Shelf temperature is not product temperature.
As long as the real product temperature inside the vial is unknown, process understanding remains incomplete. Without direct product data, critical process interpretation still depends on assumptions, indirect signals, and conservative operating windows. That is why optimization often remains slower than expected despite major investment in equipment and infrastructure.

6. Why engineering runs take so long

The impact becomes especially visible during development, scale-up, and tech transfer. Engineering programs may require up to six runs before a robust process is achieved. Each additional run can mean roughly three to four months of added time when planning, execution, analytics, review, and parameter adjustment are included.
This turns process uncertainty into a serious timeline penalty. Repeated runs consume development resources, delay process readiness, and compress the commercially valuable time window of the product.
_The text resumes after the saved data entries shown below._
use crate::{
    cli::Cli,
    inputs::expand_traces,
    render::{TraceReport, render},
};
use anyhow::Context;
use config::Config;
use std::fs;
use std::io::{self, Write};
use std::path::Path;
use tracing::{debug, warn};

/// Analyze every requested capture and emit the report.
///
/// The report is rendered in memory; the output file is only written once
/// every capture has been analyzed, so a failed run leaves it untouched.
pub fn run(cli: &Cli) -> anyhow::Result<()> {
    let mut config = match &cli.conffile {
        Some(path) => Config::load(path)?,
        _ => Config::new(),
    };
    if let Some(format) = cli.format {
        config.output.format = format.into();
    }
    debug!(?config, "effective configuration");

    let rendered = if cli.dump_config {
        config.to_toml()?.into_bytes()
    } else {
        let reports = analyze_all(&cli.traces, cli.output.as_deref(), &config)?;
        let mut buf = Vec::new();
        render(&reports, config.output.format, &mut buf)?;
        buf
    };

    match &cli.output {
        Some(path) => fs::write(path, &rendered)
            .with_context(|| format!("cannot write {}", path.display()))?,
        None => {
            let mut stdout = io::stdout().lock();
            stdout.write_all(&rendered)?;
            stdout.flush()?;
        }
    }
    Ok(())
}

fn analyze_all(
    patterns: &[String],
    output: Option<&Path>,
    config: &Config,
) -> anyhow::Result<Vec<TraceReport>> {
    let mut traces = expand_traces(patterns)?;
    if let Some(output) = output.and_then(|path| path.canonicalize().ok()) {
        traces.retain(|trace| !is_report_file(trace, &output));
    }

    let mut reports = Vec::with_capacity(traces.len());
    for trace in traces {
        let span = tracing::info_span!("analyze", path = ?trace);
        let _enter = span.enter();

        let report = analyzer::analyze_file(&trace, config)
            .with_context(|| format!("failed to analyze {}", trace.display()))?;
        reports.push(TraceReport { trace, report });
    }
    Ok(reports)
}

fn is_report_file(trace: &Path, output: &Path) -> bool {
    let same = trace.canonicalize().is_ok_and(|trace| trace == output);
    if same {
        warn!(?trace, "trace pattern matches the report file; skipping it");
    }
    same
}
7. Where Tempris changes the logic

Tempris closes the measurement gap by making real product temperature inside the vial directly visible. Instead of inferring product behavior from machine-side conditions, Tempris provides direct insight into what the product actually experiences during primary drying.
This allows teams to identify hot and cold spots, understand batch heterogeneity, and evaluate process performance based on actual product conditions rather than assumptions alone.

8. From measurement to optimization with LyoCLC®

LyoCLC® converts this product data into process intelligence.
Using measured temperature data from real runs, LyoCLC® supports backward calculation of Kv and Rp, data-based evaluation of engineering runs, and targeted adaptation of process parameters. This changes the development logic from repeated trial-and-error toward informed optimization after only a limited number of runs.
The practical value is clear: fewer engineering iterations, faster scale-up and transfer, reduced safety margins, shorter cycle times, and more efficient manufacturing.

First measure the product. Then optimize the process.
Tempris and LyoCLC® establish a product-centric approach to lyophilization: from indirect equipment control toward data-driven understanding of the product itself.

  • Safety margins can be around 30% because uncertainty is compensated with time and conservative settings.
  • Engineering programs can require up to 6 runs before a robust process window is reached.
  • Each additional engineering run can add roughly 3–4 months when execution, analytics, and decision cycles are included.
  • The core reason is not lack of machine control alone, but lack of direct product-level visibility inside the vial.